### HOW TO COMPLETE THIS TASK
Everything from the line that contains "impl<S, Sh> FusedStream for ForkJoin<S, Sh>" to the end of the records below, both lines included, should be transcribed exactly and returned alone.

### THE DATA
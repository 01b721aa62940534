// Copyright 2025 Umberto Gotti <umberto.gotti@umbertogotti.dev>
// Licensed under the Apache License, Version 2.0
// http://www.apache.org/licenses/LICENSE-2.0

use futures::stream::{self, FusedStream, Stream, StreamExt};
use resflux_stream::{fork_join_result, source, ForkJoinResultExt};
use resflux_test_utils::{
    assert_no_element_emitted, assert_stream_ended, delayed_err, delayed_ok, test_channel,
    unwrap_stream,
};
use std::sync::atomic::{AtomicUsize, Ordering};
use std::sync::Arc;

fn counted(calls: Arc<AtomicUsize>, value: i32) -> impl Stream<Item = Result<i32, String>> + Unpin {
    source::deferred(move || {
        calls.fetch_add(1, Ordering::SeqCst);
        Ok(value)
    })
}

#[tokio::test]
async fn test_fork_join_result_indexed_ok() {
    // Arrange
    let sources = vec![source::ok::<_, &str>(1), source::ok(1)];

    // Act
    let mut joined = sources.fork_join_result();

    // Assert
    assert_eq!(joined.next().await, Some(Ok(vec![1, 1])));
    assert_eq!(joined.next().await, None);
}

#[tokio::test]
async fn test_fork_join_result_free_function_matches_method() {
    let mut joined = fork_join_result(vec![source::ok::<_, &str>("a"), source::ok("b")]);

    assert_eq!(joined.next().await, Some(Ok(vec!["a", "b"])));
}

#[tokio::test]
async fn test_fork_join_result_empty_vec_succeeds_immediately() {
    let mut joined = Vec::<source::Just<i32, String>>::new().fork_join_result();

    assert_eq!(joined.next().await, Some(Ok(vec![])));
    assert_eq!(joined.next().await, None);
}

#[tokio::test]
async fn test_fork_join_result_values_follow_declaration_order() -> anyhow::Result<()> {
    // Arrange
    let (first_tx, first) = test_channel::<&'static str, String>();
    let (second_tx, second) = test_channel::<&'static str, String>();
    let mut joined = vec![first, second].fork_join_result();

    // Act: the second source resolves first
    second_tx.send(Ok("second"))?;
    assert_no_element_emitted(&mut joined, 50).await;
    assert_eq!(joined.pending(), 1);

    first_tx.send(Ok("first"))?;

    // Assert
    assert_eq!(unwrap_stream(&mut joined, 500).await, Ok(vec!["first", "second"]));
    assert_stream_ended(&mut joined, 500).await;

    Ok(())
}

#[tokio::test]
async fn test_fork_join_result_order_independent_with_timers() {
    // Arrange
    let sources = vec![
        delayed_ok::<_, String>(1, 60),
        delayed_ok(2, 10),
        delayed_ok(3, 30),
    ];

    // Act
    let mut joined = sources.fork_join_result();

    // Assert
    assert_eq!(unwrap_stream(&mut joined, 1000).await, Ok(vec![1, 2, 3]));
}

#[tokio::test]
async fn test_fork_join_result_failure_after_partial_success() -> anyhow::Result<()> {
    // Arrange
    let (first_tx, first) = test_channel::<i32, String>();
    let (second_tx, second) = test_channel::<i32, String>();
    let mut joined = vec![first, second].fork_join_result();

    // Act
    first_tx.send(Ok(1))?;
    assert_no_element_emitted(&mut joined, 50).await;
    second_tx.send(Err("second failed".to_string()))?;

    // Assert
    assert_eq!(
        unwrap_stream(&mut joined, 500).await,
        Err("second failed".to_string())
    );
    assert_stream_ended(&mut joined, 500).await;

    Ok(())
}

#[tokio::test]
async fn test_fork_join_result_earliest_failure_in_time_wins() {
    // Arrange
    let sources = vec![
        delayed_err::<i32, _>("slow", 80),
        delayed_err("fast", 10),
    ];

    // Act
    let mut joined = sources.fork_join_result();

    // Assert
    assert_eq!(unwrap_stream(&mut joined, 1000).await, Err("fast"));
}

#[tokio::test]
async fn test_fork_join_result_simultaneous_failures_pick_declaration_order() {
    // Arrange
    let sources = vec![
        source::ok::<i32, _>(1),
        source::err("first"),
        source::err("second"),
    ];

    // Act
    let mut joined = sources.fork_join_result();

    // Assert
    assert_eq!(joined.next().await, Some(Err("first")));
    assert_eq!(joined.next().await, None);
}

#[tokio::test]
async fn test_fork_join_result_takes_first_item_of_each_source() {
    // Arrange
    let sources = vec![
        stream::iter(vec![Ok(1), Ok(2), Err("late")]),
        stream::iter(vec![Ok(3)]),
    ];

    // Act
    let mut joined = sources.fork_join_result();

    // Assert
    assert_eq!(joined.next().await, Some(Ok(vec![1, 3])));
    assert_eq!(joined.next().await, None);
}

#[tokio::test]
async fn test_fork_join_result_source_ending_empty_ends_without_emitting() {
    // Arrange
    let sources = vec![stream::iter(vec![Ok::<i32, String>(1)]), stream::iter(vec![])];

    // Act
    let mut joined = sources.fork_join_result();

    // Assert
    assert_eq!(joined.next().await, None);
    assert!(joined.is_terminated());
}

#[tokio::test]
async fn test_fork_join_result_is_fused_after_emission() {
    let mut joined = vec![source::ok::<_, String>(1)].fork_join_result();

    assert!(!joined.is_terminated());
    assert_eq!(joined.size_hint(), (0, Some(1)));

    assert_eq!(joined.next().await, Some(Ok(vec![1])));

    assert!(joined.is_terminated());
    assert_eq!(joined.size_hint(), (0, Some(0)));
    assert_eq!(joined.next().await, None);
    assert_eq!(joined.next().await, None);
}

#[tokio::test]
async fn test_fork_join_result_each_join_runs_its_sources_again() {
    // Arrange
    let calls = Arc::new(AtomicUsize::new(0));
    let build = || {
        vec![
            counted(Arc::clone(&calls), 1),
            counted(Arc::clone(&calls), 2),
        ]
        .fork_join_result()
    };
    let mut first = build();
    let mut second = build();

    // Assert: nothing runs before the joins are polled
    assert_eq!(calls.load(Ordering::SeqCst), 0);

    // Act
    let first_result = first.next().await;
    let second_result = second.next().await;

    // Assert
    assert_eq!(first_result, Some(Ok(vec![1, 2])));
    assert_eq!(second_result, Some(Ok(vec![1, 2])));
    assert_eq!(calls.load(Ordering::SeqCst), 4);
}
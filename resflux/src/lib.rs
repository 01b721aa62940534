// Copyright 2025 Umberto Gotti <umberto.gotti@umbertogotti.dev>
// Licensed under the Apache License, Version 2.0
// http://www.apache.org/licenses/LICENSE-2.0

//! # Resflux
//!
//! Combinators for async streams whose items are `Result<T, E>`, keeping the
//! success and failure types statically known through every step.
//!
//! ## Overview
//!
//! A *result-carrying source* is any `futures::Stream` of `Result<T, E>`.
//! Resflux composes such sources without losing track of either channel:
//!
//! - [`map_result`](MapResultExt::map_result) transforms successes and passes failures through
//! - [`switch_map_result`](SwitchMapResultExt::switch_map_result) chains a dependent source on
//!   every success, converting the outer failure into the inner one
//! - [`fork_join_result`](ForkJoinResultExt::fork_join_result) runs independent sources
//!   concurrently and yields all successes in the input's shape, or the first failure
//!
//! Sources are lazy: nothing runs until the stream is polled, and dropping a stream
//! releases everything it holds. [`subscribe_result`](SubscribeResultExt::subscribe_result)
//! and [`first_result`](FirstResultExt::first_result) consume the composed stream.
//!
//! ## Quick Start
//!
//! ```rust
//! use resflux::prelude::*;
//! use indexmap::IndexMap;
//!
//! #[tokio::main]
//! async fn main() {
//!     let mut sources = IndexMap::new();
//!     sources.insert("foo", source::ok::<_, &str>(1));
//!     sources.insert("bar", source::ok(2));
//!
//!     let totals = sources
//!         .fork_join_result()
//!         .map_result(|values| values.values().sum::<i32>())
//!         .first_result()
//!         .await
//!         .unwrap();
//!
//!     assert_eq!(totals, Ok(3));
//! }
//! ```

// Re-export core types
pub use resflux_core::{CancellationToken, ResfluxError};

// Re-export operators and sources
pub use resflux_stream::fork_join::{Aggregate, SourceCollection};
pub use resflux_stream::{
    fork_join_into, fork_join_result, source, ForkJoinResultExt, MapResultExt, SwitchMapResultExt,
};

// Re-export consumers
pub use resflux_exec::FirstResultExt;
#[cfg(feature = "runtime-tokio")]
pub use resflux_exec::{SubscribeResultExt, Subscription};

/// Prelude module for convenient imports
pub mod prelude {
    pub use resflux_core::ResfluxError;
    pub use resflux_exec::FirstResultExt;
    #[cfg(feature = "runtime-tokio")]
    pub use resflux_exec::SubscribeResultExt;
    pub use resflux_stream::{
        fork_join_into, source, ForkJoinResultExt, MapResultExt, SwitchMapResultExt,
    };
}
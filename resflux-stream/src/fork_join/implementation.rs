// Copyright 2025 Umberto Gotti <umberto.gotti@umbertogotti.dev>
// Licensed under the Apache License, Version 2.0
// http://www.apache.org/licenses/LICENSE-2.0

//! Slot-based join over a homogeneous list of sources.
//!
//! Every wake polls each still-pending source once, so N sources that resolve one
//! at a time cost O(N²) polls in total.

use futures::stream::{FusedStream, Stream, TryStream};
use std::pin::Pin;
use std::task::{Context, Poll};

/// Describes how the joined values are assembled into the output aggregate.
///
/// Values are handed over in declaration order, one per source, regardless of
/// the order in which the sources resolved.
pub trait JoinShape<T> {
    /// The aggregate emitted on success.
    type Output;

    /// Builds the aggregate from the per-source values.
    fn assemble(self, values: Vec<T>) -> Self::Output;
}

/// Joins every source of a homogeneous collection into one aggregate result.
///
/// Created by [`ForkJoinResultExt::fork_join_result`](crate::ForkJoinResultExt::fork_join_result)
/// for `Vec`, `IndexMap`, `BTreeMap` and [`SourceCollection`](crate::SourceCollection) inputs.
///
/// The join emits exactly one item, either the aggregate of every source's first
/// success or the first failure it observes, and then ends. All of its state lives
/// in this value, so every join is independent of every other.
#[must_use = "streams do nothing unless polled"]
pub struct ForkJoin<S: TryStream, Sh> {
    sources: Vec<Option<Pin<Box<S>>>>,
    slots: Vec<Option<S::Ok>>,
    pending: usize,
    shape: Option<Sh>,
}

// Sources are boxed and slots are never pinned.
impl<S: TryStream, Sh> Unpin for ForkJoin<S, Sh> {}

impl<S: TryStream, Sh> ForkJoin<S, Sh> {
    pub(crate) fn new<I>(sources: I, shape: Sh) -> Self
    where
        I: IntoIterator<Item = S>,
    {
        let sources: Vec<_> = sources.into_iter().map(|s| Some(Box::pin(s))).collect();
        let slots = sources.iter().map(|_| None).collect();
        let pending = sources.len();

        Self {
            sources,
            slots,
            pending,
            shape: Some(shape),
        }
    }

    /// Number of sources that have not resolved yet.
    pub fn pending(&self) -> usize {
        self.pending
    }

    fn terminate(&mut self) {
        self.sources.clear();
        self.slots.clear();
        self.shape = None;
    }
}

impl<S, Sh> Stream for ForkJoin<S, Sh>
where
    S: TryStream,
    Sh: JoinShape<S::Ok>,
{
    type Item = Result<Sh::Output, S::Error>;

    fn poll_next(self: Pin<&mut Self>, cx: &mut Context<'_>) -> Poll<Option<Self::Item>> {
        let this = self.get_mut();

        if this.shape.is_none() {
            return Poll::Ready(None);
        }

        // An empty collection falls straight through to assembly with pending == 0
        for index in 0..this.sources.len() {
            let Some(polled) = this.sources[index]
                .as_mut()
                .map(|source| source.as_mut().try_poll_next(cx))
            else {
                continue;
            };

            match polled {
                Poll::Ready(Some(Ok(value))) => {
                    this.slots[index] = Some(value);
                    this.sources[index] = None;
                    this.pending -= 1;
                }
                Poll::Ready(Some(Err(error))) => {
                    debug!(
                        "fork_join: source {} failed, dropping {} pending sources",
                        index,
                        this.pending - 1
                    );
                    this.terminate();
                    return Poll::Ready(Some(Err(error)));
                }
                Poll::Ready(None) => {
                    warn!(
                        "fork_join: source {} ended without a result, join cannot complete",
                        index
                    );
                    this.terminate();
                    return Poll::Ready(None);
                }
                Poll::Pending => {}
            }
        }

        if this.pending > 0 {
            return Poll::Pending;
        }

        let values: Option<Vec<_>> = this.slots.drain(..).collect();
        let shape = this.shape.take();
        this.terminate();

        match (values, shape) {
            (Some(values), Some(shape)) => Poll::Ready(Some(Ok(shape.assemble(values)))),
            _ => Poll::Ready(None),
        }
    }

    fn size_hint(&self) -> (usize, Option<usize>) {
        if self.shape.is_some() {
            (0, Some(1))
        } else {
            (0, Some(0))
        }
    }
}

impl<S, Sh> FusedStream for ForkJoin<S, Sh>
where
    S: TryStream,
    Sh: JoinShape<S::Ok>,
{
    fn is_terminated(&self) -> bool {
        self.shape.is_none()
    }
}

### WRITTEN SOLUTION
impl<S, Sh> FusedStream for ForkJoin<S, Sh>
where
    S: TryStream,
    Sh: JoinShape<S::Ok>,
{
    fn is_terminated(&self) -> bool {
        self.shape.is_none()
    }
}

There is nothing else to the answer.